A kaleidoscope mandala

Recently life’s been a little kaleidoscopic. So much going on, it’s kinda hard to work out what I’m actually meant to be focusing on.

Which can be good and not so good. Then when there’s half a moment to calm down, sometimes things settle in a pattern that makes sense of the world a little more.

And that’s good, right?

So, last week I heard this (voice in my head), then wrote it down AND made it my Facebook status:

Do something you love, something from the core of your being. Give over to it entirely. Let your heart open. It makes all the difference…

And today I’d like to add this:

Doing the things you love, generates love.

See, I’ve been thinking a lot about our outward seeking culture recently and how needy we human beings are as a result.

To clarify, there are two broad definitions of need that I’m talking about here:

Need type #1 – fundamentals that help us to live. E.g. oxygen, sunlight, breathing, nutritious food, love (yes, I think love falls into this group). Characterised by things we do not thrive without.

Need type #2 – internal or external objects of desire that we crave. E.g. entertainment, clothes, physical appearance, other people, money, cars, houses, iPods, travel, fame etc. Characterised by a belief they will improve our self-image/confidence etc.

Of course, needs from type #1 can and do cross over into needs from type #2. And we tend to believe strongly that needs type #2 are in fact, needs type #1.

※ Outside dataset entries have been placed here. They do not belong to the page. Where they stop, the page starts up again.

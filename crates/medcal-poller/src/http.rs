//! HTTP client for the reclassification API.

use std::time::Duration;

use async_trait::async_trait;
use reqwest::{Client as ReqwestClient, Method, RequestBuilder, Response, StatusCode};
use serde::de::DeserializeOwned;
use serde::Deserialize;
use tracing::{debug, field, instrument, Span};
use uuid::Uuid;

use medcal_core::{
    defaults, logging, ClassifyEventRequest, ClassifyEventResponse, Error, Job, JobStatusResponse,
    JobStatusSource, ReclassifyFilter, Result, SubmitJobResponse,
};

/// Error body returned by the API: `{"error": message}`.
#[derive(Debug, Deserialize)]
struct ErrorBody {
    error: String,
}

/// HTTP client with built-in retry and timeout support.
///
/// Connect errors, timeouts, and 5xx responses are retried with exponential
/// backoff (`base * 2^(retry - 1)`) up to `max_attempts` total attempts.
#[derive(Clone)]
pub struct HttpClient {
    client: ReqwestClient,
    base_url: String,
    max_attempts: usize,
    base_backoff: Duration,
}

impl HttpClient {
    /// Start building a client for the API at `base_url`.
    pub fn builder(base_url: impl Into<String>) -> HttpClientBuilder {
        HttpClientBuilder::new(base_url)
    }

    pub fn base_url(&self) -> &str {
        &self.base_url
    }

    fn url(&self, path: &str) -> String {
        format!("{}{}", self.base_url, path)
    }

    fn request(&self, method: Method, path: &str) -> RequestBuilder {
        self.client.request(method, self.url(path))
    }

    /// Execute the provided request builder with retry semantics.
    #[instrument(skip_all, fields(subsystem = "poller", component = "http_client", attempt = field::Empty))]
    pub async fn send(&self, builder: RequestBuilder) -> Result<Response> {
        let attempts = self.max_attempts.max(1);

        for attempt in 0..attempts {
            Span::current().record(logging::ATTEMPT, attempt + 1);
            let request = builder
                .try_clone()
                .ok_or_else(|| Error::Internal("request body cannot be cloned".into()))?
                .build()?;

            let method = request.method().clone();
            let url = request.url().clone();
            debug!(%method, %url, "sending HTTP request");

            match self.client.execute(request).await {
                Ok(response) => {
                    let status = response.status();
                    debug!(%method, %url, %status, "received HTTP response");

                    if status.is_server_error() && attempt + 1 < attempts {
                        self.sleep_with_backoff(attempt + 1).await;
                        continue;
                    }
                    return Ok(response);
                }
                Err(err) => {
                    debug!(%method, %url, error = %err, "HTTP request failed");

                    if attempt + 1 < attempts && should_retry_error(&err) {
                        self.sleep_with_backoff(attempt + 1).await;
                        continue;
                    }
                    return Err(err.into());
                }
            }
        }

        Err(Error::Internal(
            "http client exhausted retries without producing a result".into(),
        ))
    }

    fn backoff_delay(&self, retry_number: usize) -> Duration {
        let shift = retry_number.saturating_sub(1).min(8) as u32;
        self.base_backoff.saturating_mul(1u32 << shift)
    }

    async fn sleep_with_backoff(&self, retry_number: usize) {
        let delay = self.backoff_delay(retry_number);
        if !delay.is_zero() {
            tokio::time::sleep(delay).await;
        }
    }

    /// `POST /api/calendar/reclassify`
    pub async fn submit_reclassify_job(
        &self,
        filter: &ReclassifyFilter,
    ) -> Result<SubmitJobResponse> {
        let builder = self
            .request(Method::POST, "/api/calendar/reclassify")
            .json(filter);
        decode(self.send(builder).await?).await
    }

    /// `GET /api/calendar/reclassify/jobs/{jobId}`
    pub async fn job_status(&self, job_id: Uuid) -> Result<Job> {
        let path = format!("/api/calendar/reclassify/jobs/{job_id}");
        let response = self.send(self.request(Method::GET, &path)).await?;
        if response.status() == StatusCode::NOT_FOUND {
            return Err(Error::JobNotFound(job_id));
        }
        let body: JobStatusResponse = decode(response).await?;
        Ok(body.job)
    }

    /// `POST /api/calendar/classify`
    pub async fn classify_single_event(
        &self,
        request: &ClassifyEventRequest,
    ) -> Result<ClassifyEventResponse> {
        let builder = self
            .request(Method::POST, "/api/calendar/classify")
            .json(request);
        let response = self.send(builder).await?;
        if response.status() == StatusCode::NOT_FOUND {
            let message = error_message(response).await;
            return Err(Error::EventNotFound(message));
        }
        decode(response).await
    }
}

#[async_trait]
impl JobStatusSource for HttpClient {
    async fn job_status(&self, job_id: Uuid) -> Result<Job> {
        HttpClient::job_status(self, job_id).await
    }
}

/// Decode a success body, or map an error status to the matching error.
async fn decode<T: DeserializeOwned>(response: Response) -> Result<T> {
    let status = response.status();
    if status.is_success() {
        return Ok(response.json::<T>().await?);
    }
    let message = error_message(response).await;
    Err(match status {
        StatusCode::BAD_REQUEST | StatusCode::UNPROCESSABLE_ENTITY => Error::Validation(message),
        _ => Error::Request(format!("{status}: {message}")),
    })
}

async fn error_message(response: Response) -> String {
    let status = response.status();
    match response.text().await {
        Ok(text) => serde_json::from_str::<ErrorBody>(&text)
            .map(|body| body.error)
            .unwrap_or(text),
        Err(_) => status.to_string(),
    }
}

fn should_retry_error(err: &reqwest::Error) -> bool {
    err.is_timeout() || err.is_request() || err.is_connect()
}

/// Builder for [`HttpClient`].
#[derive(Debug)]
pub struct HttpClientBuilder {
    base_url: String,
    timeout: Duration,
    max_attempts: usize,
    base_backoff: Duration,
    user_agent: Option<String>,
}

impl HttpClientBuilder {
    fn new(base_url: impl Into<String>) -> Self {
        Self {
            base_url: base_url.into(),
            timeout: Duration::from_secs(defaults::HTTP_TIMEOUT_SECS),
            max_attempts: defaults::HTTP_MAX_ATTEMPTS,
            base_backoff: Duration::from_millis(defaults::HTTP_BASE_BACKOFF_MS),
            user_agent: None,
        }
    }

    pub fn timeout(mut self, timeout: Duration) -> Self {
        self.timeout = timeout;
        self
    }

    /// Configure the total number of attempts (initial try + retries).
    pub fn max_attempts(mut self, attempts: usize) -> Self {
        self.max_attempts = attempts.max(1);
        self
    }

    pub fn base_backoff(mut self, backoff: Duration) -> Self {
        self.base_backoff = backoff;
        self
    }

    pub fn user_agent(mut self, agent: impl Into<String>) -> Self {
        self.user_agent = Some(agent.into());
        self
    }

    pub fn build(self) -> Result<HttpClient> {
        let mut builder = ReqwestClient::builder().timeout(self.timeout).no_proxy();
        if let Some(agent) = self.user_agent {
            builder = builder.user_agent(agent);
        }

        Ok(HttpClient {
            client: builder.build()?,
            base_url: self.base_url.trim_end_matches('/').to_string(),
            max_attempts: self.max_attempts.max(1),
            base_backoff: self.base_backoff,
        })
    }
}

#[cfg(test)]
mod tests {
    use std::net::TcpListener;
    use std::sync::atomic::{AtomicUsize, Ordering};
    use std::sync::Arc;

    use medcal_core::{JobStatus, JobType, OverrideEntry};
    use serde_json::json;
    use wiremock::matchers::{body_partial_json, method, path};
    use wiremock::{Mock, MockServer, ResponseTemplate};

    use super::*;

    fn client(server: &MockServer) -> HttpClient {
        HttpClient::builder(server.uri())
            .base_backoff(Duration::from_millis(10))
            .max_attempts(3)
            .build()
            .expect("http client")
    }

    fn job_json(job_id: Uuid, status: &str) -> serde_json::Value {
        json!({
            "job": {
                "id": job_id,
                "type": "reclassify",
                "status": status,
                "progress": 1,
                "total": 4,
                "result": {"reclassified": 1, "fieldCounts": {"category": 1}},
                "createdAt": "2026-10-01T12:00:00Z"
            }
        })
    }

    #[tokio::test]
    async fn test_fetches_job_status() {
        let server = MockServer::start().await;
        let job_id = Uuid::new_v4();
        Mock::given(method("GET"))
            .and(path(format!("/api/calendar/reclassify/jobs/{job_id}")))
            .respond_with(ResponseTemplate::new(200).set_body_json(job_json(job_id, "running")))
            .expect(1)
            .mount(&server)
            .await;

        let job = client(&server).job_status(job_id).await.expect("job");
        assert_eq!(job.id, job_id);
        assert_eq!(job.job_type, JobType::Reclassify);
        assert_eq!(job.status, JobStatus::Running);
        assert_eq!(job.progress_percent(), 25);
    }

    #[tokio::test]
    async fn test_retries_server_errors_until_success() {
        let server = MockServer::start().await;
        let job_id = Uuid::new_v4();
        let attempts = Arc::new(AtomicUsize::new(0));
        let attempts_clone = attempts.clone();
        let body = job_json(job_id, "completed");
        Mock::given(method("GET"))
            .respond_with(move |_req: &wiremock::Request| -> ResponseTemplate {
                let current = attempts_clone.fetch_add(1, Ordering::SeqCst);
                if current < 2 {
                    ResponseTemplate::new(503)
                } else {
                    ResponseTemplate::new(200).set_body_json(body.clone())
                }
            })
            .expect(3)
            .mount(&server)
            .await;

        let job = client(&server).job_status(job_id).await.expect("job");
        assert_eq!(job.status, JobStatus::Completed);
        assert_eq!(attempts.load(Ordering::SeqCst), 3);
    }

    #[tokio::test]
    async fn test_gives_up_after_max_attempts() {
        let server = MockServer::start().await;
        Mock::given(method("GET"))
            .respond_with(ResponseTemplate::new(500).set_body_json(json!({"error": "boom"})))
            .expect(3)
            .mount(&server)
            .await;

        let err = client(&server).job_status(Uuid::new_v4()).await.unwrap_err();
        assert!(matches!(err, Error::Request(msg) if msg.contains("boom")));
    }

    #[tokio::test]
    async fn test_unknown_job_is_not_retried() {
        let server = MockServer::start().await;
        let job_id = Uuid::new_v4();
        Mock::given(method("GET"))
            .respond_with(ResponseTemplate::new(404).set_body_json(json!({"error": "not found"})))
            .expect(1)
            .mount(&server)
            .await;

        let err = client(&server).job_status(job_id).await.unwrap_err();
        assert!(matches!(err, Error::JobNotFound(id) if id == job_id));
    }

    #[tokio::test]
    async fn test_submits_filter() {
        let server = MockServer::start().await;
        let job_id = Uuid::new_v4();
        Mock::given(method("POST"))
            .and(path("/api/calendar/reclassify"))
            .and(body_partial_json(json!({"missingDosage": true, "filterMode": "AND"})))
            .respond_with(
                ResponseTemplate::new(202).set_body_json(json!({"jobId": job_id, "totalEvents": 7})),
            )
            .expect(1)
            .mount(&server)
            .await;

        let filter = ReclassifyFilter {
            missing_dosage: true,
            filter_mode: medcal_core::FilterMode::And,
            ..Default::default()
        };
        let submitted = client(&server).submit_reclassify_job(&filter).await.unwrap();
        assert_eq!(submitted.job_id, job_id);
        assert_eq!(submitted.total_events, 7);
    }

    #[tokio::test]
    async fn test_classify_maps_validation_errors() {
        let server = MockServer::start().await;
        Mock::given(method("POST"))
            .and(path("/api/calendar/classify"))
            .respond_with(
                ResponseTemplate::new(400)
                    .set_body_json(json!({"error": "Validation error: category exceeds 200 characters"})),
            )
            .mount(&server)
            .await;

        let request = ClassifyEventRequest {
            calendar_id: "clinic".into(),
            event_id: "evt".into(),
            entry: OverrideEntry::default(),
        };
        let err = client(&server).classify_single_event(&request).await.unwrap_err();
        assert!(matches!(err, Error::Validation(msg) if msg.contains("category")));
    }

    #[tokio::test]
    async fn test_retries_on_network_failure() {
        let listener = TcpListener::bind("127.0.0.1:0").unwrap();
        let addr = listener.local_addr().unwrap();
        drop(listener); // release the port so that requests fail with ECONNREFUSED

        let client = HttpClient::builder(format!("http://{addr}"))
            .base_backoff(Duration::from_millis(5))
            .max_attempts(2)
            .build()
            .expect("http client");

        let err = client.job_status(Uuid::new_v4()).await.unwrap_err();
        assert!(matches!(err, Error::Request(_)));
    }
}
//! medcal-api - HTTP API server for medcal

use std::net::SocketAddr;
use std::sync::Arc;

use tracing::{info, warn};
use tracing_appender::non_blocking::WorkerGuard;
use tracing_subscriber::{layer::SubscriberExt, util::SubscriberInitExt, EnvFilter};

use medcal_api::{log_failed_jobs, router, AppState};
use medcal_core::{defaults, Classifier};
use medcal_db::Database;
use medcal_jobs::{ReclassifyService, WorkerBuilder, WorkerConfig};

#[tokio::main]
async fn main() -> anyhow::Result<()> {
    // Load environment variables
    dotenvy::dotenv().ok();

    let log = LogConfig::from_env();
    let _log_guard = log.init();
    info!(
        log_format = %log.format,
        log_file = log.file.as_deref().unwrap_or("(stdout)"),
        "Logging initialized"
    );

    // Get configuration from environment
    let host = std::env::var("HOST").unwrap_or_else(|_| "0.0.0.0".to_string());
    let port: u16 = std::env::var("PORT")
        .ok()
        .and_then(|v| v.parse().ok())
        .unwrap_or(defaults::SERVER_PORT);

    let db = Database::in_memory();
    if let Ok(seed_file) = std::env::var("EVENTS_SEED_FILE") {
        let count = db.seed_events_from_file(&seed_file).await?;
        info!(seed_file = %seed_file, count, "Calendar events loaded");
    }

    let service = ReclassifyService::new(db.clone(), Arc::new(Classifier::default()));

    // Create and start job worker
    let worker_config = WorkerConfig::from_env();
    let worker_handle = if worker_config.enabled {
        info!("Starting job worker...");
        let worker = WorkerBuilder::new(db.clone())
            .with_config(worker_config)
            .with_handler(service.handler())
            .build();
        let handle = worker.start();

        tokio::spawn(log_failed_jobs(handle.events()));

        info!("Job worker started");
        Some(handle)
    } else {
        info!("Job worker disabled");
        None
    };

    let app = router(AppState::new(service));

    // Start server
    let addr: SocketAddr = format!("{}:{}", host, port).parse()?;
    info!("Starting server on {}", addr);
    let listener = tokio::net::TcpListener::bind(addr).await?;
    axum::serve(listener, app)
        .with_graceful_shutdown(shutdown_signal())
        .await?;

    if let Some(handle) = worker_handle {
        handle.shutdown().await?;
    }
    info!("Server stopped");

    Ok(())
}

/// Logging settings.
///
/// | Variable | Default | Description |
/// |----------|---------|-------------|
/// | `LOG_FORMAT` | `text` | `json` or `text` |
/// | `LOG_FILE` | unset | Path of a daily-rotated log file instead of stdout |
/// | `LOG_ANSI` | auto | Force ANSI colors on or off |
/// | `RUST_LOG` | `medcal_api=debug,...` | Standard env filter |
struct LogConfig {
    format: String,
    file: Option<String>,
    ansi: Option<bool>,
}

impl LogConfig {
    fn from_env() -> Self {
        Self {
            format: std::env::var("LOG_FORMAT").unwrap_or_else(|_| "text".to_string()),
            file: std::env::var("LOG_FILE").ok(),
            ansi: std::env::var("LOG_ANSI")
                .ok()
                .map(|v| v == "true" || v == "1"),
        }
    }

    fn json(&self) -> bool {
        self.format == "json"
    }

    /// Install the global subscriber. The returned guard flushes the file
    /// writer on drop and must live as long as the process.
    fn init(&self) -> Option<WorkerGuard> {
        let filter = EnvFilter::try_from_default_env().unwrap_or_else(|_| {
            "medcal_api=debug,medcal_jobs=debug,medcal_db=info,medcal_core=info,tower_http=debug"
                .into()
        });
        let registry = tracing_subscriber::registry().with(filter);

        let Some(path) = self.file.as_deref().map(std::path::Path::new) else {
            if self.json() {
                registry.with(tracing_subscriber::fmt::layer().json()).init();
            } else {
                let mut layer = tracing_subscriber::fmt::layer();
                if let Some(ansi) = self.ansi {
                    layer = layer.with_ansi(ansi);
                }
                registry.with(layer).init();
            }
            return None;
        };

        let dir = path.parent().unwrap_or(std::path::Path::new("."));
        let name = path
            .file_name()
            .and_then(|f| f.to_str())
            .unwrap_or("medcal-api.log");
        let (writer, guard) =
            tracing_appender::non_blocking(tracing_appender::rolling::daily(dir, name));

        if self.json() {
            registry
                .with(tracing_subscriber::fmt::layer().json().with_writer(writer))
                .init();
        } else {
            // No ANSI escapes in files unless asked for.
            registry
                .with(
                    tracing_subscriber::fmt::layer()
                        .with_writer(writer)
                        .with_ansi(self.ansi.unwrap_or(false)),
                )
                .init();
        }
        Some(guard)
    }
}

async fn shutdown_signal() {
    if let Err(e) = tokio::signal::ctrl_c().await {
        warn!(error = %e, "Failed to listen for shutdown signal");
        std::future::pending::<()>().await;
    }
    info!("Shutdown signal received");
}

I’ve been wondering about that. Why? Why are we so needy? How do we get these different types of needs so messed up?

And I confess. Most of my life I’ve felt that sense of need, based on what I think I’m missing. How, if only I had a boyfriend who loved me, or more money, or more friends, or if I was prettier, or wasn’t such a dork, or had a home of my own, or children or nicer/better taste in clothes, or if I was taller/shorter/thinner, or if I didn’t have to work for a living or… you get my drift… that I’d be happier.

Maybe other people are smarter than me and have this stuff figured out already? But I’d be willing to bet that most of us, even if it’s only in a very subtle way these days, experience that kind of need. It can make a person feel desperate at times. Or hollow, even.

But generally, we just think less of ourselves because we don’t have what we think we need.

This my friends, is need type #2. The kind of need that creates suffering because it makes us feel incomplete in some way. But actually this is really just the default human condition, until we get sick of it that is, and seek another path.

For me, that path is yoga. And what I’m trying to convey here are some personal realisations combined with everything I’ve studied and learned to date.

So, let me talk a little about my own personal kryptonite: love. Or the lack thereof.

I’ve had such a funny relationship with love in my lifetime. Mostly, I’ve felt like I never had enough love, or enough of the right kind of love. Not accepted. Not wanted.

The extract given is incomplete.